Sasameki Koto – 10

I like that Murasame is allowed to be selfish in this episode.

She’s sitting at a table with a crazy girl methodically putting together fanzines (all for nothing, as the after-credits scene shows), and all Murasame can think about is how great it looks outside, how she wants to be at the beach with her friends and how much she wants to catch an eyeful of Ushio’s enormous jugs. Murasame made a promise (in a roundabout way, and she had to be guilted into it, but it’s a promise nonetheless), and yet all she does for a while is lose herself in frustrated, horny thoughts. And you know what? I don’t blame her at all. Only the truly saintly among us would be sitting there, concentrating completely on work. The rest of us would be staring out the window, concocting ways to get the hell out of there as quickly as possible, along with Murasame.

I think what turns Murasame around at the end is that, even though Aoi is really awkward about it, Murasame can see how much she cares about this fanzine and about spending this time with Murasame. In a way, it might remind Murasame of how much she cares about Ushio and how much of a goof she has been while dealing with that love. Guilt definitely plays a part in Murasame helping Aoi out (only a really heartless person would leave without helping someone that pathetic, even if she is half crazy), but there is a genuine connection between the two — they both love someone or something that isn’t generally accepted, and that they both go out of their way to hide, and with that comes a great deal of loneliness. Murasame knows how it feels to be on the wrong end of that kind of love, so she helps out.

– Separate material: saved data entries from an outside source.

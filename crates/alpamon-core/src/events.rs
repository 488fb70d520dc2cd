//! Event system shared by the agent's resilience-sensitive components.
//!
//! The reporter pool, the reconnect loop, and the inventory reconciler all
//! want to notify observers (tests, the `debug` internal command, metrics
//! exporters) without coupling to a specific sink. This module provides
//! that indirection once.

#[cfg(feature = "tracing")]
use std::any::Any;
use std::fmt;
use std::sync::Arc;
use std::time::Instant;

/// Trait for events emitted by the agent's reporter, reconnect, and
/// reconciler components.
pub trait AgentEvent: Send + Sync + fmt::Debug {
    /// Returns the type of event (e.g., "state_transition", "call_rejected").
    fn event_type(&self) -> &'static str;

    /// Returns when this event occurred.
    fn timestamp(&self) -> Instant;

    /// Returns the name of the pattern instance that emitted this event.
    fn pattern_name(&self) -> &str;
}

/// Trait for listening to resilience events.
pub trait EventListener<E: AgentEvent>: Send + Sync {
    /// Called when an event occurs.
    fn on_event(&self, event: &E);
}

/// Type alias for boxed event listeners.
pub type BoxedEventListener<E> = Arc<dyn EventListener<E>>;

/// A collection of event listeners.
#[derive(Clone)]
pub struct EventListeners<E: AgentEvent> {
    listeners: Vec<BoxedEventListener<E>>,
}

impl<E: AgentEvent> EventListeners<E> {
    /// Creates a new empty event listener collection.
    pub fn new() -> Self {
        Self {
            listeners: Vec::new(),
        }
    }

    /// Adds a listener to the collection.
    pub fn add<L>(&mut self, listener: L)
    where
        L: EventListener<E> + 'static,
    {
        self.listeners.push(Arc::new(listener));
    }

    /// Emits an event to all registered listeners.
    ///
    /// If a listener panics, the panic is caught and the remaining listeners
    /// will still be called. This ensures one misbehaving listener doesn't
    /// prevent others from receiving events. When the optional `tracing`
    /// feature is enabled, panicking listeners are logged as warnings; with the
    /// `metrics` feature enabled a counter is incremented for observability.
    pub fn emit(&self, event: &E) {
        for (index, listener) in self.listeners.iter().enumerate() {
            let result = std::panic::catch_unwind(std::panic::AssertUnwindSafe(|| {
                listener.on_event(event);
            }));

            if let Err(_panic_payload) = result {
                #[cfg(feature = "tracing")]
                log_listener_panic(index, event, _panic_payload.as_ref());

                #[cfg(feature = "metrics")]
                record_listener_panic_metric(event);

                #[cfg(not(feature = "tracing"))]
                let _ = index;

                #[cfg(not(any(feature = "tracing", feature = "metrics")))]
                let _ = _panic_payload;
            }
        }
    }

    /// Returns true if there are no listeners.
    pub fn is_empty(&self) -> bool {
        self.listeners.is_empty()
    }

    /// Returns the number of listeners.
    pub fn len(&self) -> usize {
        self.listeners.len()
    }
}

impl<E: AgentEvent> Default for EventListeners<E> {
    fn default() -> Self {
        Self::new()
    }
}

/// A simple function-based event listener.
pub struct FnListener<E, F>
where
    F: Fn(&E) + Send + Sync,
{
    f: F,
    _phantom: std::marker::PhantomData<E>,
}

impl<E, F> FnListener<E, F>
where
    F: Fn(&E) + Send + Sync,
{
    /// Creates a new function-based listener.
    pub fn new(f: F) -> Self {
        Self {
            f,
            _phantom: std::marker::PhantomData,
        }
    }
}

impl<E, F> EventListener<E> for FnListener<E, F>
where
    E: AgentEvent,
    F: Fn(&E) + Send + Sync,
{
    fn on_event(&self, event: &E) {
        (self.f)(event)
    }
}

#[cfg(feature = "tracing")]
fn log_listener_panic<E: AgentEvent>(
    index: usize,
    event: &E,
    panic_payload: &(dyn Any + Send),
) {
    let panic_message = panic_payload
        .downcast_ref::<&'static str>()
        .map(|s| (*s).to_string())
        .or_else(|| panic_payload.downcast_ref::<String>().cloned())
        .unwrap_or_else(|| "non-string panic payload".to_string());

    tracing::warn!(
        listener_index = index,
        pattern = event.pattern_name(),
        event_type = event.event_type(),
        panic_message = %panic_message,
        "agent event listener panicked"
    );
}

#[cfg(feature = "metrics")]
fn record_listener_panic_metric<E: AgentEvent>(event: &E) {
    let pattern_label = event.pattern_name().to_string();
    let event_type_label = event.event_type().to_string();

    metrics::counter!(
        "agent_event_listener_panics_total",
        "pattern" => pattern_label,
        "event_type" => event_type_label
    )
    .increment(1);
}

#[cfg(test)]
mod tests {
    use super::*;
    use std::sync::atomic::{AtomicUsize, Ordering};

    #[derive(Debug)]
    struct TestEvent {
        name: String,
        timestamp: Instant,
    }

    impl AgentEvent for TestEvent {
        fn event_type(&self) -> &'static str {
            "test"
        }

        fn timestamp(&self) -> Instant {
            self.timestamp
        }

        fn pattern_name(&self) -> &str {
            &self.name
        }
    }

    #[test]
    fn test_event_listeners() {
        let counter = Arc::new(AtomicUsize::new(0));
        let counter_clone = Arc::clone(&counter);

        let mut listeners = EventListeners::new();
        listeners.add(FnListener::new(move |_event: &TestEvent| {
            counter_clone.fetch_add(1, Ordering::SeqCst);
        }));

        let event = TestEvent {
            name: "test".to_string(),
            timestamp: Instant::now(),
        };

        listeners.emit(&event);
        assert_eq!(counter.load(Ordering::SeqCst), 1);

        listeners.emit(&event);
        assert_eq!(counter.load(Ordering::SeqCst), 2);
    }

    #[test]
    fn test_multiple_listeners() {
        let counter1 = Arc::new(AtomicUsize::new(0));
        let counter2 = Arc::new(AtomicUsize::new(0));

        let c1 = Arc::clone(&counter1);
        let c2 = Arc::clone(&counter2);

        let mut listeners = EventListeners::new();
        listeners.add(FnListener::new(move |_: &TestEvent| {
            c1.fetch_add(1, Ordering::SeqCst);
        }));
        listeners.add(FnListener::new(move |_: &TestEvent| {
            c2.fetch_add(2, Ordering::SeqCst);
        }));

        let event = TestEvent {
            name: "test".to_string(),
            timestamp: Instant::now(),
        };

        listeners.emit(&event);
        assert_eq!(counter1.load(Ordering::SeqCst), 1);
        assert_eq!(counter2.load(Ordering::SeqCst), 2);
    }

    #[cfg(feature = "metrics")]
    #[test]
    fn listener_panics_increment_metrics_and_keep_processing() {
        use metrics::set_global_recorder;
        use metrics_util::debugging::DebugValue;
        use metrics_util::debugging::DebuggingRecorder;
        use std::sync::LazyLock;

        static RECORDER: LazyLock<DebuggingRecorder> = LazyLock::new(DebuggingRecorder::default);
        let _ = set_global_recorder(&*RECORDER);

        let successful = Arc::new(AtomicUsize::new(0));
        let successful_clone = Arc::clone(&successful);

        let mut listeners = EventListeners::new();
        listeners.add(FnListener::new(|_: &TestEvent| panic!("boom")));
        listeners.add(FnListener::new(move |_: &TestEvent| {
            successful_clone.fetch_add(1, Ordering::SeqCst);
        }));

        let event = TestEvent {
            name: "panic-metric-test".to_string(),
            timestamp: Instant::now(),
        };

        listeners.emit(&event);
        assert_eq!(successful.load(Ordering::SeqCst), 1);

        let snapshot = RECORDER.snapshotter().snapshot().into_vec();
        let panic_metric = snapshot.iter().find(|(key, _, _, value)| {
            key.key().name() == "agent_event_listener_panics_total"
                && matches!(value, DebugValue::Counter(_))
                && key
                    .key()
                    .labels()
                    .any(|label| label.key() == "pattern" && label.value() == "panic-metric-test")
        });

        let (key, _, _, _) = panic_metric.expect("expected listener panic counter");
        assert!(key
            .key()
            .labels()
            .any(|label| label.key() == "pattern" && label.value() == "panic-metric-test"));
        assert!(key
            .key()
            .labels()
            .any(|label| label.key() == "event_type" && label.value() == "test"));
    }

    #[cfg(feature = "tracing")]
    #[test]
    fn listener_panics_are_logged() {
        use std::io::{self, Write};
        use std::sync::{Arc, Mutex};
        use tracing_subscriber::fmt;

        #[derive(Clone)]
        struct CaptureWriter(Arc<Mutex<Vec<u8>>>);

        impl Write for CaptureWriter {
            fn write(&mut self, buf: &[u8]) -> io::Result<usize> {
                let mut guard = self.0.lock().unwrap();
                guard.extend_from_slice(buf);
                Ok(buf.len())
            }

            fn flush(&mut self) -> io::Result<()> {
                Ok(())
            }
        }

        let buffer = Arc::new(Mutex::new(Vec::new()));
        let writer_buffer = buffer.clone();

        let subscriber = fmt()
            .with_max_level(tracing::Level::WARN)
            .without_time()
            .with_writer(move || CaptureWriter(writer_buffer.clone()))
            .finish();

        tracing::subscriber::with_default(subscriber, || {
            let mut listeners = EventListeners::new();
            listeners.add(FnListener::new(|_: &TestEvent| panic!("boom")));
            listeners.add(FnListener::new(|_: &TestEvent| ()));

            let event = TestEvent {
                name: "trace-test".to_string(),
                timestamp: Instant::now(),
            };

            listeners.emit(&event);
        });

        let output = String::from_utf8(buffer.lock().unwrap().clone()).unwrap();
        assert!(
            output.contains("agent event listener panicked"),
            "expected warning log, got: {output}"
        );
        assert!(
            output.contains("panic_message=boom"),
            "expected panic message in log, got: {output}"
        );
        assert!(
            output.contains("pattern=\"trace-test\""),
            "expected pattern label in log, got: {output}"
        );
    }
}
//! The queued request type and its priority-queue ordering.

use std::cmp::Ordering;
use std::time::{Duration, Instant};

/// HTTP method of a queued outbound request.
#[derive(Debug, Clone, Copy, PartialEq, Eq)]
pub enum Method {
    Get,
    Post,
    Put,
    Patch,
    Delete,
}

/// Semantic priority bands. Lower numbers are served first.
pub mod priority {
    pub const COMMAND: i32 = 10;
    pub const INVENTORY: i32 = 80;
    pub const LOG: i32 = 90;
}

/// Default retry budget handed to every freshly created request.
pub const RETRY_LIMIT: u32 = 5;

/// An outbound HTTP operation pending delivery through the reporter pool.
///
/// Ordering is total: by `priority` ascending, ties broken by `due`
/// ascending, so this type can sit directly in a
/// `BinaryHeap<Reverse<QueuedRequest>>`.
#[derive(Debug, Clone)]
pub struct QueuedRequest {
    pub priority: i32,
    pub method: Method,
    pub path: String,
    pub body: serde_json::Value,
    pub created_at: Instant,
    pub due: Instant,
    pub expiry: Option<Instant>,
    pub remaining_retries: u32,
}

impl QueuedRequest {
    /// Creates a request eligible for delivery immediately, with a full
    /// retry budget and no expiry.
    pub fn new(priority: i32, method: Method, path: impl Into<String>, body: serde_json::Value) -> Self {
        let now = Instant::now();
        Self {
            priority,
            method,
            path: path.into(),
            body,
            created_at: now,
            due: now,
            expiry: None,
            remaining_retries: RETRY_LIMIT,
        }
    }

    /// Sets an absolute expiry; the request is dropped if not yet delivered by then.
    pub fn with_expiry(mut self, expiry: Instant) -> Self {
        self.expiry = Some(expiry);
        self
    }

    pub fn is_expired(&self, now: Instant) -> bool {
        self.expiry.is_some_and(|expiry| now > expiry)
    }

    pub fn is_due(&self, now: Instant) -> bool {
        now >= self.due
    }

    /// Schedules the next attempt `2^(RETRY_LIMIT - remaining)` seconds out
    /// (1, 2, 4, 8, 16s) and consumes one unit of retry budget.
    /// Returns `None` once the budget is exhausted.
    pub fn retry_after_failure(mut self, now: Instant) -> Option<Self> {
        if self.remaining_retries == 0 {
            return None;
        }
        self.remaining_retries -= 1;
        let exponent = RETRY_LIMIT - self.remaining_retries;
        self.due = now + Duration::from_secs(1u64 << exponent.min(63));
        Some(self)
    }
}

impl PartialEq for QueuedRequest {
    fn eq(&self, other: &Self) -> bool {
        self.priority == other.priority && self.due == other.due
    }
}

impl Eq for QueuedRequest {}

impl PartialOrd for QueuedRequest {
    fn partial_cmp(&self, other: &Self) -> Option<Ordering> {
        Some(self.cmp(other))
    }
}

impl Ord for QueuedRequest {
    fn cmp(&self, other: &Self) -> Ordering {
        self.priority
            .cmp(&other.priority)
            .then_with(|| self.due.cmp(&other.due))
    }
}

#[cfg(test)]
mod tests {
    use super::*;

    #[test]
    fn orders_by_priority_then_due() {
        let now = Instant::now();
        let mut low = QueuedRequest::new(priority::LOG, Method::Post, "/a", serde_json::json!({}));
        low.due = now;
        let mut high = QueuedRequest::new(priority::COMMAND, Method::Post, "/b", serde_json::json!({}));
        high.due = now + Duration::from_secs(100);

        // lower priority number sorts first regardless of due time
        assert!(high < low);
    }

    #[test]
    fn retry_backoff_matches_spec_sequence() {
        let now = Instant::now();
        let mut req = QueuedRequest::new(priority::COMMAND, Method::Post, "/a", serde_json::json!({}));
        let mut delays = Vec::new();
        for _ in 0..5 {
            req = req.retry_after_failure(now).expect("budget remaining");
            delays.push(req.due.duration_since(now).as_secs());
        }
        assert_eq!(delays, vec![1, 2, 4, 8, 16]);
        assert_eq!(req.remaining_retries, 0);
        assert!(req.retry_after_failure(now).is_none());
    }

    #[test]
    fn expiry_is_exclusive_of_now() {
        let now = Instant::now();
        let req = QueuedRequest::new(priority::LOG, Method::Post, "/a", serde_json::json!({}))
            .with_expiry(now);
        assert!(!req.is_expired(now));
        assert!(req.is_expired(now + Duration::from_nanos(1)));
    }
}
//! The priority request queue and reporter pool (components B and C).
//!
//! Every outbound HTTP call the agent makes — command results, inventory
//! commits, log batches, acks — goes through a single bounded priority
//! queue instead of being sent directly. A fixed pool of workers drains it
//! against an authenticated transport, retrying failed deliveries with
//! exponential backoff and dropping entries whose retry budget or expiry
//! has run out.
//!
//! ```rust
//! use alpamon_queue::{priority, Method, PriorityQueue, QueuedRequest};
//!
//! # async fn example() {
//! let queue = PriorityQueue::new();
//! let request = QueuedRequest::new(priority::COMMAND, Method::Post, "/api/commands/1/", serde_json::json!({"result": "ok"}));
//! queue.enqueue(request).await;
//! let next = queue.dequeue().await;
//! assert_eq!(next.path, "/api/commands/1/");
//! # }
//! ```

mod pool;
mod queue;
mod request;

pub use pool::{Delivery, ReporterCounters, ReporterPool, RequestSink};
pub use queue::{PriorityQueue, QUEUE_CAPACITY};
pub use request::{priority, Method, QueuedRequest, RETRY_LIMIT};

Aoi is kind of nuts, though I can sort of see where she is coming from. She acts horribly toward her mom, who is just trying to help her daughter as much as she can, but Aoi is trying to stamp out her own ground, I think. Parents embarrass their kids sometimes, because, you know, they’re parents. Even when parents aren’t acting embarrassing, teens act as if they are. That’s just how teenagers roll. I acted that way toward my parents during the stage in my life where I was a total asshole. My sister did it, too, and so did my brother. Aoi’s still trying to figure out how to adjust to the world, and her rejection of her mother is essentially her way of saying that she wants to make friends on her own terms without using her parents as a crutch.

The way Aoi acts toward her mom is undeniably mean-spirited. It is also understandable, although it is the kind of behavior that, if she grows up right, Aoi will look back upon one day and feel terrible about. In some ways, I feel similarly toward Aoi as I did toward Mirai from Tokyo Magnitude 8.0: She’s being completely bratty, and if I knew her in real life, I’d probably have nothing to do with her, but deep down I can see she is not really a bad person — just incredibly misguided. (Although maybe Aoi has some yandere fujoshi potential. Who knows?)

Just so every screenshot in this post doesn’t have someone crying . . .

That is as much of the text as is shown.